Your instructions:
Every line containing "disk" should be identified and copied from the data below.

(Collected data)
^^^^

use super::{fs::FileSystem, leaf::FileCommand, rename::RenameCmd};
use crate::{
    command::{CommandType, MacroCommand},
    errors::BatchError,
};
use log::debug;
use std::{
    collections::HashSet, path::{Path, PathBuf},
};
/// Rejects batches that name a source or a destination twice.
pub fn validate_pairs(pairs: &[(PathBuf, PathBuf)]) -> Result<(), BatchError> {
    if pairs.is_empty() {
        return Err(BatchError::Empty);
    }
    let mut sources = HashSet::new();
    let mut dests = HashSet::new();
    for (source, dest) in pairs {
        if !sources.insert(source) {
            return Err(BatchError::DuplicateSource(source.clone()));
        }
        if !dests.insert(dest) {
            return Err(BatchError::DuplicateDestination(dest.clone()));
        }
    }
    Ok(())
}
/// Builds a rename batch in which no rename ever targets an occupied path.
///
/// A destination that exists on disk must be vacated by another pair of the
/// same batch, otherwise the batch is refused before anything is touched.
/// A pair whose destination exists on disk, or was already claimed earlier in
/// the batch, is routed through a fresh `name-[N]` intermediate. The hop into
/// the intermediate runs in batch order; the hop out of it is deferred until
/// every first-pass rename has run.
pub fn build_rename_macro(
    pairs: &[(PathBuf, PathBuf)],
    fs: &dyn FileSystem,
) -> Result<MacroCommand, BatchError> {
    validate_pairs(pairs)?;
    let vacated: HashSet<&PathBuf> = pairs
        .iter()
        .filter(|(source, dest)| source != dest)
        .map(|(source, _)| source)
        .collect();
    for (source, dest) in pairs {
        if source != dest && !vacated.contains(dest) && fs.exists(dest) {
            return Err(BatchError::DestinationExists(dest.clone()));
        }
    }
    let mut claimed: HashSet<PathBuf> = HashSet::new();
    let mut first_pass = Vec::new();
    let mut deferred = Vec::new();
    for (source, dest) in pairs {
        if source == dest {
            debug!("skipping no-op rename of {}", source.display());
            continue;
        }
        let collides = fs.exists(dest) || claimed.contains(dest);
        if collides {
            let intermediate = unique_intermediate(dest, fs, &claimed);
            debug!(
                "{} collides, routing through {}", dest.display(), intermediate
                .display()
            );
            claimed.insert(intermediate.clone());
            first_pass.push(RenameCmd::new(source.clone(), intermediate.clone()));
            deferred.push(RenameCmd::new(intermediate, dest.clone()));
        } else {
            first_pass.push(RenameCmd::new(source.clone(), dest.clone()));
        }
        claimed.insert(dest.clone());
    }
    if first_pass.is_empty() {
        return Err(BatchError::Empty);
    }
    let mut batch = MacroCommand::new(CommandType::Rename);
    for cmd in first_pass.into_iter().chain(deferred) {
        batch.push(FileCommand::Rename(cmd));
    }
    Ok(batch)
}
pub fn intermediate_path(dest: &Path, seq: u32) -> PathBuf {
    let stem = dest
        .file_stem()
        .map(|s| s.to_string_lossy().into_owned())
        .unwrap_or_default();
    let name = match dest.extension() {
        Some(ext) => format!("{}-[{}].{}", stem, seq, ext.to_string_lossy()),
        None => format!("{}-[{}]", stem, seq),
    };
    dest.with_file_name(name)
}
fn unique_intermediate(dest: &Path, fs: &dyn FileSystem, claimed: &HashSet<PathBuf>) -> PathBuf {
    let mut seq = 2;
    loop {
        let candidate = intermediate_path(dest, seq);
        if !fs.exists(&candidate) && !claimed.contains(&candidate) {
            return candidate;
        }
        seq += 1;
    }
}
#[cfg(test)]
mod tests {
    use super::*;
    use crate::{
        command::{Command, ExecContext},
        errors::{ErrorReporter, Feedback, FileOpError},
        monitoring::ExecutionTrail, ops::RealFs,
    };
    use std::fs;
    use tempfile::tempdir;
    struct NoFailures;
    impl ErrorReporter for NoFailures {
        fn report_file_error(&mut self, error: &FileOpError) -> Feedback {
            panic!("unexpected failure: {}", error);
        }
        fn log_message(&mut self, _text: &str) {}
    }
    fn renames(batch: &MacroCommand) -> Vec<(PathBuf, PathBuf)> {
        batch
            .commands()
            .iter()
            .map(|cmd| match cmd {
                FileCommand::Rename(r) => (r.source.clone(), r.dest.clone()),
                other => panic!("unexpected leaf {:?}", other),
            })
            .collect()
    }
    fn run(batch: &mut MacroCommand) -> bool {
        let mut reporter = NoFailures;
        let mut trail = ExecutionTrail::new();
        let mut ctx = ExecContext::new(&RealFs, &mut reporter, &mut trail);
        batch.execute(&mut ctx)
    }
    #[test]
    fn test_intermediate_names() {
        assert_eq!(
            intermediate_path(Path::new("/d/b.txt"), 2), PathBuf::from("/d/b-[2].txt")
        );
        assert_eq!(intermediate_path(Path::new("/d/README"), 3), PathBuf::from("/d/README-[3]"));
    }
    #[test]
    fn test_swap_routes_through_intermediates() {
        let temp_dir = tempdir().unwrap();
        let a = temp_dir.path().join("a.txt");
        let b = temp_dir.path().join("b.txt");
        fs::write(&a, "content of a").unwrap();
        fs::write(&b, "content of b").unwrap();
        let pairs = vec![(a.clone(), b.clone()), (b.clone(), a.clone())];
        let mut batch = build_rename_macro(&pairs, &RealFs).unwrap();
        assert_eq!(batch.len(), 4);
        assert!(run(&mut batch));
        assert_eq!(fs::read_to_string(&a).unwrap(), "content of b");
        assert_eq!(fs::read_to_string(&b).unwrap(), "content of a");
        assert_eq!(fs::read_dir(temp_dir.path()).unwrap().count(), 2);
    }
    #[test]
    fn test_two_sources_one_destination_rejected() {
        let pairs = vec![
            (PathBuf::from("/d/a"), PathBuf::from("/d/x")),
            (PathBuf::from("/d/b"), PathBuf::from("/d/x")),
        ];
        assert_eq!(
            build_rename_macro(&pairs, &RealFs).unwrap_err(),
            BatchError::DuplicateDestination(PathBuf::from("/d/x"))
        );
        let pairs = vec![
            (PathBuf::from("/d/a"), PathBuf::from("/d/x")),
            (PathBuf::from("/d/a"), PathBuf::from("/d/y")),
        ];
        assert_eq!(
            validate_pairs(&pairs).unwrap_err(), BatchError::DuplicateSource(PathBuf::from("/d/a"))
        );
        assert_eq!(validate_pairs(&[]).unwrap_err(), BatchError::Empty);
    }
    #[test]
    fn test_chain_defers_only_colliding_pair() {
        let temp_dir = tempdir().unwrap();
        let a = temp_dir.path().join("a.txt");
        let b = temp_dir.path().join("b.txt");
        let c = temp_dir.path().join("c.txt");
        fs::write(&a, "a").unwrap();
        fs::write(&b, "b").unwrap();
        let pairs = vec![(a.clone(), b.clone()), (b.clone(), c.clone())];
        let mut batch = build_rename_macro(&pairs, &RealFs).unwrap();
        let b2 = temp_dir.path().join("b-[2].txt");
        assert_eq!(
            renames(& batch), vec![(a.clone(), b2.clone()), (b.clone(), c.clone()), (b2,
            b.clone())]
        );
        assert!(run(&mut batch));
        assert_eq!(fs::read_to_string(&b).unwrap(), "a");
        assert_eq!(fs::read_to_string(&c).unwrap(), "b");
        assert!(!a.exists());
    }
    #[test]
    fn test_occupied_destination_outside_batch_rejected() {
        let temp_dir = tempdir().unwrap();
        let a = temp_dir.path().join("a.txt");
        let x = temp_dir.path().join("x.txt");
        fs::write(&a, "a").unwrap();
        fs::write(&x, "unrelated").unwrap();
        let pairs = vec![(a.clone(), x.clone())];
        assert_eq!(
            build_rename_macro(&pairs, &RealFs).unwrap_err(),
            BatchError::DestinationExists(x.clone())
        );
        assert_eq!(fs::read_dir(temp_dir.path()).unwrap().count(), 2);
        assert_eq!(fs::read_to_string(&x).unwrap(), "unrelated");
        let y = temp_dir.path().join("y.txt");
        let pairs = vec![(a.clone(), x.clone()), (x.clone(), y.clone())];
        assert!(build_rename_macro(&pairs, &RealFs).is_ok());
    }
    #[test]
    fn test_intermediate_probe_skips_taken_names() {
        let temp_dir = tempdir().unwrap();
        let a = temp_dir.path().join("a.txt");
        let b = temp_dir.path().join("b.txt");
        fs::write(&a, "a").unwrap();
        fs::write(&b, "b").unwrap();
        fs::write(temp_dir.path().join("b-[2].txt"), "taken").unwrap();
        let pairs = vec![(a.clone(), b.clone()), (b.clone(), a.clone())];
        let batch = build_rename_macro(&pairs, &RealFs).unwrap();
        let plan = renames(&batch);
        assert_eq!(plan[0], (a.clone(), temp_dir.path().join("b-[3].txt")));
        assert_eq!(plan[1], (b.clone(), temp_dir.path().join("a-[2].txt")));
        assert_eq!(plan[2], (temp_dir.path().join("b-[3].txt"), b.clone()));
        assert_eq!(plan[3], (temp_dir.path().join("a-[2].txt"), a));
    }
    #[test]
    fn test_noop_pairs_skipped() {
        let pairs = vec![(PathBuf::from("/d/same"), PathBuf::from("/d/same"))];
        assert_eq!(build_rename_macro(&pairs, &RealFs).unwrap_err(), BatchError::Empty);
    }
}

^^^^

Answer area:
/// A destination that exists on disk must be vacated by another pair of the
/// A pair whose destination exists on disk, or was already claimed earlier in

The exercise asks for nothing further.